Can’t not include a picture of the only male in the cast!

Fall 2014 Anime to Try Out

It is that time of the year when people across the aniblogosphere write about which new anime excite them most.  I myself thoroughly enjoyed the present season–despite feeling the need to prune my watch list–and hope that the next season produces an equally enjoyable a crop of anime.  Many bloggers seem to be disappointed with the current season in general, but the fault seems to lie in certain shows not meeting the expectations the bloggers placed in them.  What I mean to say is that the majority of shows still being quite good in themselves, just not so great in the minds of the critics.  (But, I will say that I feel very sorry for the people that slogged through Glasslip.)  Shortly, I even hope to pick up all the summer 2014 shows I stalled and finish them by way of marathoning them–the most enjoyable way to watch any show.

Tokyo ESP is at the top of my list for that marathon.

Tokyo ESP is at the top of my list for that marathon.

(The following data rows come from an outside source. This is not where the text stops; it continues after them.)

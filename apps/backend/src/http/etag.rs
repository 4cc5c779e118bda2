//! ETag helpers for game resources.
//!
//! The ETag carries the game's version token, so any write changes it.

use actix_web::http::header::IF_NONE_MATCH;
use actix_web::HttpRequest;
use uuid::Uuid;

/// `"game-{id}-v{version}"`, quotes included.
///
/// ```
/// # use playtogether::http::etag::game_etag;
/// # use uuid::Uuid;
/// let etag = game_etag(Uuid::nil(), 5);
/// assert_eq!(etag, r#""game-00000000-0000-0000-0000-000000000000-v5""#);
/// ```
pub fn game_etag(id: Uuid, version: i32) -> String {
    format!(r#""game-{id}-v{version}""#)
}

/// True when an `If-None-Match` header lists `etag` (or `*`).
pub fn if_none_match(req: &HttpRequest, etag: &str) -> bool {
    req.headers()
        .get_all(IF_NONE_MATCH)
        .filter_map(|v| v.to_str().ok())
        .flat_map(|v| v.split(','))
        .map(|tag| tag.trim().trim_start_matches("W/"))
        .any(|tag| tag == "*" || tag == etag)
}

At any rate, hence follows the list of shows I intend to try out next season along with a brief description of why.  To my mind, the list looks a little weaker than the one for the summer season.  Of course, some of these anime might hold some latent excellence.  Since this list concerns the shows I am not already sold on, I shall not include Hitsugi no Chaika 2 and Psycho-Pass 2.  How could I not watch the sequels to my favorite show of 2013 and my favorite show of the prior season?  Whether the sequels prove to be delightful or disappointing, I’m certain to watch through them both.  If they do prove disappointing, I hope that my complaints and vexation may at least prove enjoyable for you!

Sekai Trigger

1) World Trigger

Sounds like Freezing without the fanservice.  Fighting off giant alien invaders always sounds like an interesting premise for me, so I must give it a shot.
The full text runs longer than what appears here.